* [Problem to work on]:
State the count of lines below in which the word "closed" appears, and add nothing.

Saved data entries
---*---

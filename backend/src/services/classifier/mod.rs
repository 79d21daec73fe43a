//! Classifier worker (embedding-based pre-classification).
//!
//! Single long-lived worker. Drains the bounded ingestion queue first and
//! only then polls the store for items without a classifier result. Each
//! item gets a retrieval embedding, the linear model's three outputs and a
//! retry-priority bucket; first-class priority and groups stay untouched
//! until the LLM stage. Items whose bucket is not `low` move on to the LLM
//! fresh queue, `low` items go straight to the rule engine.

pub mod model;

use std::sync::Arc;
use std::time::Duration;

use tokio::sync::mpsc;
use tracing::{debug, info, warn};

use crate::config::ClassifierConfig;
use crate::models::{EventKind, Item, Priority, RetryPriority};
use crate::utils::AppResult;
use crate::utils::text::truncate_chars;

use super::embedding_client::EmbeddingProvider;
use super::embedding_index::VectorIndex;
use super::item_service::ItemService;
use super::rules::RuleEngine;
use super::worker::WorkerHandle;

use model::ClassifierModel;

/// Content prefix fed into the retrieval embedding (~512 tokens).
const RETRIEVAL_CONTENT_CHARS: usize = 2000;

/// Group suggestion cutoff on the per-group confidence.
const GROUP_SUGGESTION_THRESHOLD: f64 = 0.5;

pub struct ClassifierWorker {
    handle: Arc<WorkerHandle>,
    config: ClassifierConfig,
    items: ItemService,
    embedder: Arc<dyn EmbeddingProvider>,
    retrieval_index: Arc<VectorIndex>,
    model: Option<ClassifierModel>,
    fresh_tx: mpsc::Sender<i64>,
    rules: Arc<RuleEngine>,
}

impl ClassifierWorker {
    #[allow(clippy::too_many_arguments)]
    pub fn new(
        handle: Arc<WorkerHandle>,
        config: ClassifierConfig,
        items: ItemService,
        embedder: Arc<dyn EmbeddingProvider>,
        retrieval_index: Arc<VectorIndex>,
        fresh_tx: mpsc::Sender<i64>,
        rules: Arc<RuleEngine>,
    ) -> Self {
        let model = match ClassifierModel::load(&config.model_path) {
            Ok(model) => Some(model),
            Err(e) => {
                warn!("Classifier model unavailable, items will be bucketed 'unknown': {}", e);
                None
            }
        };

        Self::with_model(handle, config, items, embedder, retrieval_index, model, fresh_tx, rules)
    }

    /// Construct with an already-loaded (or absent) model.
    #[allow(clippy::too_many_arguments)]
    pub fn with_model(
        handle: Arc<WorkerHandle>,
        config: ClassifierConfig,
        items: ItemService,
        embedder: Arc<dyn EmbeddingProvider>,
        retrieval_index: Arc<VectorIndex>,
        model: Option<ClassifierModel>,
        fresh_tx: mpsc::Sender<i64>,
        rules: Arc<RuleEngine>,
    ) -> Self {
        Self { handle, config, items, embedder, retrieval_index, model, fresh_tx, rules }
    }

    /// Worker loop. Runs until the input channel closes and stays parked
    /// while paused or stopped.
    pub async fn run(self, mut rx: mpsc::Receiver<i64>) {
        info!("Classifier worker running");

        loop {
            self.handle.wait_until_runnable().await;

            // queue first, database poll second
            let next = match rx.try_recv() {
                Ok(item_id) => Some(item_id),
                Err(mpsc::error::TryRecvError::Empty)
                | Err(mpsc::error::TryRecvError::Disconnected) => {
                    match self.items.unclassified_batch(1).await {
                        Ok(batch) => batch.first().map(|item| item.id),
                        Err(e) => {
                            self.handle.record_failure(&format!("backlog poll: {}", e));
                            None
                        }
                    }
                }
            };

            let item_id = match next {
                Some(item_id) => item_id,
                None => {
                    // idle: wait for fresh work or the next poll window
                    tokio::select! {
                        received = rx.recv() => match received {
                            Some(item_id) => item_id,
                            None => {
                                info!("Classifier input queue closed, worker exiting");
                                return;
                            }
                        },
                        _ = tokio::time::sleep(Duration::from_secs(self.config.poll_secs)) => {
                            continue;
                        }
                    }
                }
            };

            match self.classify(item_id).await {
                Ok(()) => self.handle.record_success(),
                Err(e) => self.handle.record_failure(&format!("item {}: {}", item_id, e)),
            }
        }
    }

    pub(crate) async fn classify(&self, item_id: i64) -> AppResult<()> {
        let item = self.items.get(item_id).await?;
        if item.similar_to.is_some() {
            debug!("Skipping classification of duplicate item {}", item_id);
            return Ok(());
        }

        let outcome = self.model_outcome(&item).await?;

        self.items
            .set_classifier_result(
                item_id,
                outcome.retry_priority,
                outcome.confidence,
                outcome.suggested_groups.clone(),
                outcome.suggested_priority,
            )
            .await?;
        self.items
            .record_event(
                Some(item_id),
                Some(item.channel_id),
                EventKind::Classified,
                Some(serde_json::json!({
                    "retry_priority": outcome.retry_priority.as_str(),
                    "confidence": outcome.confidence,
                })),
            )
            .await?;

        if outcome.retry_priority == RetryPriority::Low {
            // never reaches the LLM; rules may still adjust it
            self.rules.apply(item_id, true).await?;
        } else if self.fresh_tx.send(item_id).await.is_err() {
            warn!("Fresh queue closed; item {} stays in the backlog", item_id);
        }

        debug!(
            "Classified item {} as {}",
            item_id,
            outcome.retry_priority.as_str()
        );
        Ok(())
    }

    async fn model_outcome(&self, item: &Item) -> AppResult<ClassificationOutcome> {
        let Some(model) = &self.model else {
            return Ok(ClassificationOutcome::unknown());
        };

        let content = truncate_chars(&item.content, RETRIEVAL_CONTENT_CHARS);
        let embedding = match self.embedder.embed_retrieval(&item.title, content).await {
            Ok(embedding) => embedding,
            Err(e) => {
                warn!("Retrieval embedding unavailable for item {}: {}", item.id, e);
                return Ok(ClassificationOutcome::unknown());
            }
        };

        // the retrieval vector doubles as the semantic-search entry
        self.retrieval_index.add(item.id, embedding.clone()).await?;

        let output = model.predict(&embedding);
        let retry_priority = if output.relevance >= self.config.high_confidence {
            RetryPriority::High
        } else if output.relevance <= self.config.low_confidence {
            RetryPriority::Low
        } else {
            RetryPriority::EdgeCase
        };

        let suggested_groups = output
            .group_confidences
            .iter()
            .filter(|(_, confidence)| **confidence >= GROUP_SUGGESTION_THRESHOLD)
            .map(|(group, _)| group.clone())
            .collect();

        Ok(ClassificationOutcome {
            retry_priority,
            confidence: Some(output.relevance),
            suggested_groups,
            suggested_priority: Some(output.priority),
        })
    }
}

struct ClassificationOutcome {
    retry_priority: RetryPriority,
    confidence: Option<f64>,
    suggested_groups: Vec<String>,
    suggested_priority: Option<Priority>,
}

impl ClassificationOutcome {
    fn unknown() -> Self {
        Self {
            retry_priority: RetryPriority::Unknown,
            confidence: None,
            suggested_groups: Vec::new(),
            suggested_priority: None,
        }
    }
}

---*---

* [Exercise response]:
2